June 15, 2017

The Difference Between Love and Tolerance

Our Lord with the rich young man

Venerable Fulton Sheen once observed that “Love is not tolerance.” He writes in part, “Christian love bears evil, but it does not tolerate it. It does penance for the sins of others, but it is not broadminded about sin. The cry for tolerance never induces it to quench its hatred of the evil philosophies that have entered into contest with the Truth. It forgives the sinner, and it hates the sin; it is unmerciful to the error in his mind. The sinner it will always take back into the bosom of the Mystical Body; but his lie will never be taken into the treasury of His Wisdom....”

In society today, tolerance, diversity and inclusivity are the fundamental values demanded by political correctness and the cultural elite (i.e.: the fourth estate, academia and Hollywood). The Church, by contrast, following the example of our Lord, insists that the fundamental value is to love. To love is to will the good of the other. Love can be inclusive, but not always. Love can be tolerant, but never of sin or evil. In the Catholic Tradition, love is not an emotion. Rather, love is an act of the will. All persons have an intellect with which to know and a will with which to choose. As Catholics, we must choose to love in imitation of Christ.

Jesus became one of us to save all of us. His gift of salvation, while offered to all, requires heroic virtue. When the rich young man asked Jesus, “Teacher, what good must I do to gain eternal life?”, Our Lord instructed him to keep the commandments. The rich young man replied, “All of these I have observed. What do I still lack?” Jesus said to him, “If you wish to be perfect, go, sell what you have and give to [the] poor, and you will have treasure in heaven. Then come, follow me.” When the young man heard this statement, he went away sad, for he had many possessions. Then Jesus said to his disciples, “Amen, I say to you, it will be hard for one who is rich to enter the kingdom of heaven.” (Matt 16:9-23)

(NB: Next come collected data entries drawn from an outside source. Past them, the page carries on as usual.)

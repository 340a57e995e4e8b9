//! Combat tuning loader.

use std::path::Path;

use combat_core::CombatConfig;

use crate::loaders::{LoadResult, read_file};

/// Loader for combat tuning from TOML files.
pub struct ConfigLoader;

impl ConfigLoader {
    /// Load tuning parameters from a TOML file.
    ///
    /// Missing keys keep their defaults, so an empty file yields
    /// [`CombatConfig::default`].
    pub fn load(path: &Path) -> LoadResult<CombatConfig> {
        let content = read_file(path)?;
        Self::parse(&content)
    }

    pub fn parse(content: &str) -> LoadResult<CombatConfig> {
        let config: CombatConfig = toml::from_str(content)
            .map_err(|e| anyhow::anyhow!("Failed to parse config TOML: {}", e))?;
        Self::validate(&config)?;
        Ok(config)
    }

    fn validate(config: &CombatConfig) -> LoadResult<()> {
        if !(0.0..1.0).contains(&config.aoe_multiplier) {
            anyhow::bail!(
                "aoe_multiplier must be in [0, 1), got {}",
                config.aoe_multiplier
            );
        }
        if config.spawn_chance_percent > 100 || config.defeat_penalty_percent > 100 {
            anyhow::bail!("percentages must not exceed 100");
        }
        if config.max_spawn_per_round == 0 {
            anyhow::bail!("max_spawn_per_round must be at least 1");
        }
        Ok(())
    }
}

#[cfg(test)]
mod tests {
    use super::*;

    #[test]
    fn partial_file_keeps_defaults() {
        let config = ConfigLoader::parse("spawn_chance_percent = 50\n").unwrap();
        assert_eq!(config.spawn_chance_percent, 50);
        assert_eq!(config.defense_reduction, CombatConfig::DEFAULT_DEFENSE_REDUCTION);
        assert_eq!(config.refresh_interval_ms, CombatConfig::DEFAULT_REFRESH_INTERVAL_MS);
    }

    #[test]
    fn rejects_amplifying_aoe() {
        assert!(ConfigLoader::parse("aoe_multiplier = 1.2\n").is_err());
    }
}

Note that Jesus did not chase after the rich young man with a compromise solution. He did not say, "Wait! Don’t go. Sell half of what you have and be my disciple." Likewise, in John, when Jesus proclaims, "Amen, amen, I say to you, unless you eat the flesh of the Son of Man and drink his blood, you do not have life within you. Whoever eats my flesh and drinks my blood has eternal life, and I will raise him on the last day. For my flesh is true food, and my blood is true drink." Many of his disciples who heard this said, "This saying is hard; who can accept it?" (John 6:53-60) Jesus does not amend his declaration. He reiterates it.

In conclusion, let us return to the words of Venerable Fulton Sheen who brilliantly distinguishes between the love of Christ and tolerance: "Real love involves real hatred: whoever has lost the power of moral indignation and the urge to drive the buyers and sellers from the temples has also lost a living, fervent love of Truth. Charity, then, is not a mild philosophy of "live and let live"; it is not a species of sloppy sentiment. Charity is the infusion of the Spirit of God, which makes us love the beautiful and hate the morally ugly.” In a world that is devoid of moral absolutes, we ask you, heavenly Father, for the wisdom to know your truth and the courage to persevere in your love. Through Jesus Christ our Lord.